Copy out every line from the records that includes "ImageBuffer".

————

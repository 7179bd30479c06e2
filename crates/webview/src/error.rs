//! Error types for the webview half
//!
//! Two layers: `CallError` is what a single RPC settles with, `ViewError` is what
//! the rendering and inspection code returns.

use thiserror::Error;

pub type Result<T> = std::result::Result<T, ViewError>;

/// Why a `Connection::send` did not produce a value
#[derive(Debug, Clone, PartialEq, Eq, Error)]
pub enum CallError {
    /// The host answered with an error string
    #[error("{method} failed: {message}")]
    Remote { method: String, message: String },

    /// The connection was disposed before a reply arrived
    #[error("Connection disposed")]
    Disposed,
}

#[derive(Debug, Error)]
pub enum ViewError {
    #[error(transparent)]
    Call(#[from] CallError),

    #[error("Invalid frame data: {0}")]
    Base64(#[from] base64::DecodeError),

    #[error("Unsupported image: {0}")]
    Decode(String),

    #[error("Unreadable image: {0}")]
    Image(#[from] image::ImageError),

    #[error("Unknown device: {0}")]
    UnknownDevice(String),

    #[error("Unexpected reply shape: {0}")]
    Json(#[from] serde_json::Error),
}
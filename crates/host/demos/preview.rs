//! Preview demo - open one window on a real browser and print what the UI would see
//!
//! cargo run -p host --example preview -- https://example.com

use async_trait::async_trait;
use host::{Clipboard, ChromeLauncher, HostEditor, Panel, PanelFactory, WindowRegistry};
use parking_lot::Mutex;
use protocol::{methods, HostMessage, PreviewConfig, RequestEnvelope, WindowId};
use serde_json::json;
use std::path::Path;
use std::sync::Arc;

struct StdoutPanel {
    id: WindowId,
}

impl Panel for StdoutPanel {
    fn post(&self, message: HostMessage) {
        match message {
            // Frames are large; print only their metadata
            HostMessage::Event(event) if event.method == methods::SCREENCAST_FRAME => {
                println!("[{}] frame {}", self.id, event.result["metadata"]);
            }
            other => println!("[{}] {}", self.id, other.to_value()),
        }
    }

    fn set_title(&self, title: &str) {
        println!("[{}] title: {}", self.id, title);
    }

    fn reveal(&self) {}

    fn close(&self) {
        println!("[{}] closed", self.id);
    }
}

struct StdoutPanels;

impl PanelFactory for StdoutPanels {
    fn create(&self, id: WindowId, title: &str, column: u32) -> Arc<dyn Panel> {
        println!("[{}] panel '{}' in column {}", id, title, column);
        Arc::new(StdoutPanel { id })
    }
}

#[derive(Default)]
struct MemoryClipboard(Mutex<String>);

#[async_trait]
impl Clipboard for MemoryClipboard {
    async fn read_text(&self) -> host::Result<String> {
        Ok(self.0.lock().clone())
    }

    async fn write_text(&self, text: &str) -> host::Result<()> {
        *self.0.lock() = text.to_string();
        Ok(())
    }
}

#[derive(Default)]
struct ConsoleEditor {
    clipboard: Arc<MemoryClipboard>,
}

#[async_trait]
impl HostEditor for ConsoleEditor {
    fn clipboard(&self) -> Arc<dyn Clipboard> {
        self.clipboard.clone()
    }

    async fn open_file(
        &self,
        path: &Path,
        line: Option<u32>,
        _column: Option<u32>,
    ) -> host::Result<()> {
        println!("open {}:{}", path.display(), line.unwrap_or(0));
        Ok(())
    }

    fn show_info(&self, message: &str) {
        println!("info: {}", message);
    }

    fn show_error(&self, message: &str) {
        eprintln!("error: {}", message);
    }

    async fn input_box(&self, _placeholder: &str, value: Option<&str>) -> Option<String> {
        value.map(str::to_string)
    }

    async fn quick_pick(&self, items: &[&str]) -> Option<String> {
        items.first().map(|item| item.to_string())
    }
}

#[tokio::main]
async fn main() -> Result<(), Box<dyn std::error::Error>> {
    // Initialize tracing
    tracing_subscriber::fmt::init();

    let url = std::env::args()
        .nth(1)
        .unwrap_or_else(|| "http://example.com".to_string());

    let registry = WindowRegistry::new(
        PreviewConfig::default(),
        Arc::new(ChromeLauncher::new()),
        Arc::new(ConsoleEditor::default()),
        Arc::new(StdoutPanels),
    );

    let window = registry.create(Some(&url), None).await?;
    if let Some(port) = registry.debug_port() {
        println!("Browser debug port: {}", port);
    }

    // What the webview does once it has its configuration
    window
        .handle_message(
            RequestEnvelope::new(methods::PAGE_NAVIGATE, Some(json!({ "url": url })))
                .with_callback(1),
        )
        .await;
    window
        .handle_message(
            RequestEnvelope::new(
                methods::PAGE_START_SCREENCAST,
                Some(json!({ "format": "jpeg", "maxWidth": 800, "maxHeight": 600 })),
            )
            .with_callback(2),
        )
        .await;

    // Keep alive for a bit to see events
    tokio::time::sleep(tokio::time::Duration::from_secs(3)).await;

    println!("State: {}", serde_json::to_string_pretty(&window.state())?);

    registry.dispose_all().await;
    println!("Disposed");

    Ok(())
}
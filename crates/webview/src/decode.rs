//! Screencast frame decoding
//!
//! Frames arrive as base64 JPEG or PNG. Painting only needs the encoded bytes and
//! the natural size, so only the header is read, pixels stay compressed.

use async_trait::async_trait;
use base64::engine::general_purpose::STANDARD;
use base64::Engine;
use image::ImageReader;
use protocol::ImageFormat;
use std::io::Cursor;
use std::sync::Arc;

use crate::error::{Result, ViewError};

/// An image ready to paint
#[derive(Debug, Clone, PartialEq, Eq)]
pub struct DecodedFrame {
    pub format: ImageFormat,
    pub width: u32,
    pub height: u32,
    pub bytes: Arc<[u8]>,
}

#[async_trait]
pub trait FrameDecoder: Send + Sync {
    async fn decode(&self, data: &str) -> Result<DecodedFrame>;
}

#[derive(Debug, Clone, Copy, Default)]
pub struct Base64Decoder;

#[async_trait]
impl FrameDecoder for Base64Decoder {
    async fn decode(&self, data: &str) -> Result<DecodedFrame> {
        let bytes = STANDARD.decode(data)?;
        let (format, width, height) = sniff(&bytes)?;
        Ok(DecodedFrame {
            format,
            width,
            height,
            bytes: bytes.into(),
        })
    }
}

/// Format and natural size from the header
pub fn sniff(bytes: &[u8]) -> Result<(ImageFormat, u32, u32)> {
    let reader = ImageReader::new(Cursor::new(bytes))
        .with_guessed_format()
        .map_err(image::ImageError::IoError)?;
    let format = match reader.format() {
        Some(image::ImageFormat::Png) => ImageFormat::Png,
        Some(image::ImageFormat::Jpeg) => ImageFormat::Jpeg,
        Some(other) => return Err(ViewError::Decode(format!("{:?} frames", other))),
        None => return Err(ViewError::Decode("neither PNG nor JPEG".to_string())),
    };
    let (width, height) = reader.into_dimensions()?;
    Ok((format, width, height))
}

#[cfg(test)]
mod tests {
    use super::*;
    use image::{ImageBuffer, Rgb};

    fn encode(width: u32, height: u32, format: image::ImageFormat) -> String {
        let pixels = ImageBuffer::from_pixel(width, height, Rgb([40u8, 120, 200]));
        let mut bytes = Cursor::new(Vec::new());
        pixels.write_to(&mut bytes, format).unwrap();
        STANDARD.encode(bytes.into_inner())
    }

    #[tokio::test]
    async fn test_decode_png_size() {
        let data = encode(64, 36, image::ImageFormat::Png);
        let frame = Base64Decoder.decode(&data).await.unwrap();
        assert_eq!(frame.format, ImageFormat::Png);
        assert_eq!((frame.width, frame.height), (64, 36));
    }

    #[tokio::test]
    async fn test_decode_jpeg_size() {
        let data = encode(80, 60, image::ImageFormat::Jpeg);
        let frame = Base64Decoder.decode(&data).await.unwrap();
        assert_eq!(frame.format, ImageFormat::Jpeg);
        assert_eq!((frame.width, frame.height), (80, 60));
    }

    #[tokio::test]
    async fn test_decode_rejects_garbage() {
        assert!(matches!(
            Base64Decoder.decode("!!not base64!!").await,
            Err(ViewError::Base64(_))
        ));
        let text = STANDARD.encode(b"plain text, not an image");
        assert!(matches!(Base64Decoder.decode(&text).await, Err(ViewError::Decode(_))));
    }

    #[test]
    fn test_truncated_header() {
        assert!(matches!(
            sniff(&[0xFF, 0xD8, 0xFF, 0xC0, 0x00]),
            Err(ViewError::Image(_))
        ));
    }
}
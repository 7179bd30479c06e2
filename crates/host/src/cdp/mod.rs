//! CDP (Chrome DevTools Protocol) client
//!
//! One browser-level WebSocket; every preview tab is a flattened session on it.

pub mod client;
pub mod protocol;
pub mod session;

pub use client::{CDPClient, CDPError, EventCallback};
pub use protocol::{CDPEvent, CDPRequest, CDPResponse};
pub use session::CDPSession;
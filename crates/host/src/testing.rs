//! Test doubles for the capability traits

use async_trait::async_trait;
use parking_lot::Mutex;
use protocol::{HostMessage, ReplyEnvelope, WindowId};
use serde_json::{json, Value};
use std::collections::HashMap;
use std::path::{Path, PathBuf};
use std::sync::atomic::{AtomicBool, AtomicUsize, Ordering};
use std::sync::Arc;

use crate::cdp::{self, CDPError, CDPEvent, EventCallback};
use crate::editor::{Clipboard, HostEditor, Panel, PanelFactory};
use crate::error::{HostError, Result};
use crate::launcher::{Browser, BrowserHandle, LaunchConfig, Launcher};
use crate::page::PageChannel;
use crate::window::{WindowEvent, WindowListener};

#[derive(Clone)]
enum Canned {
    Value(Value),
    Error(i32, String),
    Hang,
}

/// A tab that records every call and lets the test emit events
#[derive(Default)]
pub struct MockPage {
    calls: Mutex<Vec<(String, Option<Value>)>>,
    canned: Mutex<HashMap<String, Canned>>,
    subscribers: Mutex<Vec<EventCallback>>,
    history_moves: Mutex<Vec<i32>>,
    closed: AtomicBool,
}

impl MockPage {
    pub fn respond(&self, method: &str, result: cdp::client::Result<Value>) {
        let canned = match result {
            Ok(value) => Canned::Value(value),
            Err(CDPError::Protocol { code, message }) => Canned::Error(code, message),
            Err(other) => Canned::Error(0, other.to_string()),
        };
        self.canned.lock().insert(method.to_string(), canned);
    }

    /// Calls to `method` never complete
    pub fn hang(&self, method: &str) {
        self.canned.lock().insert(method.to_string(), Canned::Hang);
    }

    pub fn calls(&self) -> Vec<String> {
        self.calls.lock().iter().map(|(m, _)| m.clone()).collect()
    }

    /// Params of the last call to `method`
    pub fn params_of(&self, method: &str) -> Option<Value> {
        self.calls
            .lock()
            .iter()
            .rev()
            .find(|(m, _)| m == method)
            .and_then(|(_, p)| p.clone())
    }

    pub fn history_moves(&self) -> Vec<i32> {
        self.history_moves.lock().clone()
    }

    pub fn is_closed(&self) -> bool {
        self.closed.load(Ordering::SeqCst)
    }

    pub fn emit(&self, method: &str, params: Value) {
        let subscribers = self.subscribers.lock().clone();
        for callback in subscribers {
            callback(CDPEvent::new(method, params.clone()));
        }
    }
}

#[async_trait]
impl PageChannel for MockPage {
    async fn call(&self, method: &str, params: Option<Value>) -> cdp::client::Result<Value> {
        self.calls.lock().push((method.to_string(), params));

        let canned = self.canned.lock().get(method).cloned();
        match canned {
            Some(Canned::Value(value)) => Ok(value),
            Some(Canned::Error(code, message)) => Err(CDPError::Protocol { code, message }),
            Some(Canned::Hang) => std::future::pending().await,
            None => Ok(json!({})),
        }
    }

    fn subscribe(&self, callback: EventCallback) {
        self.subscribers.lock().push(callback);
    }

    async fn go_back(&self) -> cdp::client::Result<Value> {
        self.history_moves.lock().push(-1);
        Ok(Value::Null)
    }

    async fn go_forward(&self) -> cdp::client::Result<Value> {
        self.history_moves.lock().push(1);
        Ok(Value::Null)
    }

    async fn close(&self) -> cdp::client::Result<()> {
        self.closed.store(true, Ordering::SeqCst);
        Ok(())
    }
}

pub struct MockBrowser {
    handle: Arc<BrowserHandle>,
    pages: Mutex<Vec<Arc<MockPage>>>,
    closes: AtomicUsize,
}

impl MockBrowser {
    pub fn new() -> Self {
        Self {
            handle: Arc::new(BrowserHandle::new(9222, "/usr/bin/chromium")),
            pages: Mutex::new(Vec::new()),
            closes: AtomicUsize::new(0),
        }
    }

    pub fn page(&self, index: usize) -> Arc<MockPage> {
        self.pages.lock()[index].clone()
    }

    pub fn pages_opened(&self) -> usize {
        self.pages.lock().len()
    }

    pub fn close_count(&self) -> usize {
        self.closes.load(Ordering::SeqCst)
    }
}

#[async_trait]
impl Browser for MockBrowser {
    fn handle(&self) -> Arc<BrowserHandle> {
        self.handle.clone()
    }

    async fn open_page(&self) -> Result<Arc<dyn PageChannel>> {
        let page = Arc::new(MockPage::default());
        self.pages.lock().push(page.clone());
        Ok(page)
    }

    async fn close(&self) {
        self.closes.fetch_add(1, Ordering::SeqCst);
        self.handle.mark_dead();
    }
}

pub struct MockLauncher {
    browser: Arc<MockBrowser>,
    launches: AtomicUsize,
    fail: bool,
}

impl MockLauncher {
    pub fn new() -> Self {
        Self {
            browser: Arc::new(MockBrowser::new()),
            launches: AtomicUsize::new(0),
            fail: false,
        }
    }

    pub fn failing() -> Self {
        Self {
            fail: true,
            ..Self::new()
        }
    }

    pub fn browser(&self) -> Arc<MockBrowser> {
        self.browser.clone()
    }

    pub fn launches(&self) -> usize {
        self.launches.load(Ordering::SeqCst)
    }
}

#[async_trait]
impl Launcher for MockLauncher {
    async fn launch(&self, _config: &LaunchConfig) -> Result<Arc<dyn Browser>> {
        self.launches.fetch_add(1, Ordering::SeqCst);
        tokio::task::yield_now().await;
        if self.fail {
            return Err(HostError::BrowserNotFound("no browser in tests".to_string()));
        }
        Ok(self.browser.clone())
    }
}

#[derive(Default)]
pub struct MockClipboard {
    text: Mutex<String>,
}

#[async_trait]
impl Clipboard for MockClipboard {
    async fn read_text(&self) -> Result<String> {
        Ok(self.text.lock().clone())
    }

    async fn write_text(&self, text: &str) -> Result<()> {
        *self.text.lock() = text.to_string();
        Ok(())
    }
}

type OpenedFile = (PathBuf, Option<u32>, Option<u32>);

#[derive(Default)]
pub struct MockEditor {
    clipboard: Arc<MockClipboard>,
    infos: Mutex<Vec<String>>,
    errors: Mutex<Vec<String>>,
    opened: Mutex<Vec<OpenedFile>>,
    input_answer: Mutex<Option<String>>,
    pick_answer: Mutex<Option<String>>,
}

impl MockEditor {
    pub fn new() -> Self {
        Self::default()
    }

    pub fn clipboard_text(&self) -> String {
        self.clipboard.text.lock().clone()
    }

    pub fn answer_input(&self, answer: Option<&str>) {
        *self.input_answer.lock() = answer.map(str::to_string);
    }

    pub fn answer_pick(&self, answer: Option<&str>) {
        *self.pick_answer.lock() = answer.map(str::to_string);
    }

    pub fn infos(&self) -> Vec<String> {
        self.infos.lock().clone()
    }

    pub fn errors(&self) -> Vec<String> {
        self.errors.lock().clone()
    }

    pub fn opened_files(&self) -> Vec<OpenedFile> {
        self.opened.lock().clone()
    }
}

#[async_trait]
impl HostEditor for MockEditor {
    fn clipboard(&self) -> Arc<dyn Clipboard> {
        self.clipboard.clone()
    }

    async fn open_file(&self, path: &Path, line: Option<u32>, column: Option<u32>) -> Result<()> {
        self.opened.lock().push((path.to_path_buf(), line, column));
        Ok(())
    }

    fn show_info(&self, message: &str) {
        self.infos.lock().push(message.to_string());
    }

    fn show_error(&self, message: &str) {
        self.errors.lock().push(message.to_string());
    }

    async fn input_box(&self, _placeholder: &str, _value: Option<&str>) -> Option<String> {
        self.input_answer.lock().clone()
    }

    async fn quick_pick(&self, _items: &[&str]) -> Option<String> {
        self.pick_answer.lock().clone()
    }
}

#[derive(Default)]
pub struct MockPanel {
    messages: Mutex<Vec<HostMessage>>,
    title: Mutex<String>,
    reveals: AtomicUsize,
    closed: AtomicBool,
}

impl MockPanel {
    pub fn messages(&self) -> Vec<HostMessage> {
        self.messages.lock().clone()
    }

    pub fn replies(&self) -> Vec<ReplyEnvelope> {
        self.messages
            .lock()
            .iter()
            .filter_map(|m| match m {
                HostMessage::Reply(reply) => Some(reply.clone()),
                HostMessage::Event(_) => None,
            })
            .collect()
    }

    /// Payloads of every event posted under `method`
    pub fn events(&self, method: &str) -> Vec<Value> {
        self.messages
            .lock()
            .iter()
            .filter_map(|m| match m {
                HostMessage::Event(event) if event.method == method => Some(event.result.clone()),
                _ => None,
            })
            .collect()
    }

    pub fn title(&self) -> String {
        self.title.lock().clone()
    }

    pub fn reveal_count(&self) -> usize {
        self.reveals.load(Ordering::SeqCst)
    }

    pub fn is_closed(&self) -> bool {
        self.closed.load(Ordering::SeqCst)
    }
}

impl Panel for MockPanel {
    fn post(&self, message: HostMessage) {
        self.messages.lock().push(message);
    }

    fn set_title(&self, title: &str) {
        *self.title.lock() = title.to_string();
    }

    fn reveal(&self) {
        self.reveals.fetch_add(1, Ordering::SeqCst);
    }

    fn close(&self) {
        self.closed.store(true, Ordering::SeqCst);
    }
}

#[derive(Default)]
pub struct MockPanelFactory {
    panels: Mutex<Vec<(WindowId, u32, Arc<MockPanel>)>>,
}

impl MockPanelFactory {
    pub fn new() -> Self {
        Self::default()
    }

    pub fn panel(&self, index: usize) -> Arc<MockPanel> {
        self.panels.lock()[index].2.clone()
    }

    pub fn panel_for(&self, id: WindowId) -> Option<Arc<MockPanel>> {
        self.panels
            .lock()
            .iter()
            .find(|(window, _, _)| *window == id)
            .map(|(_, _, panel)| panel.clone())
    }

    pub fn columns(&self) -> Vec<u32> {
        self.panels.lock().iter().map(|(_, column, _)| *column).collect()
    }

    pub fn count(&self) -> usize {
        self.panels.lock().len()
    }
}

impl PanelFactory for MockPanelFactory {
    fn create(&self, id: WindowId, title: &str, column: u32) -> Arc<dyn Panel> {
        let panel = Arc::new(MockPanel::default());
        panel.set_title(title);
        self.panels.lock().push((id, column, panel.clone()));
        panel
    }
}

#[derive(Default)]
pub struct RecordingListener {
    events: Mutex<Vec<(WindowId, WindowEvent)>>,
    disposed: Mutex<Vec<WindowId>>,
}

impl RecordingListener {
    pub fn new() -> Self {
        Self::default()
    }

    pub fn events(&self) -> Vec<(WindowId, WindowEvent)> {
        self.events.lock().clone()
    }

    pub fn disposed(&self) -> Vec<WindowId> {
        self.disposed.lock().clone()
    }
}

#[async_trait]
impl WindowListener for RecordingListener {
    fn on_window_event(&self, id: WindowId, event: WindowEvent) {
        self.events.lock().push((id, event));
    }

    async fn on_window_disposed(&self, id: WindowId) {
        self.disposed.lock().push(id);
    }
}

————

• EXERCISE ANSWER:
    use image::{ImageBuffer, Rgb};
        let pixels = ImageBuffer::from_pixel(width, height, Rgb([40u8, 120, 200]));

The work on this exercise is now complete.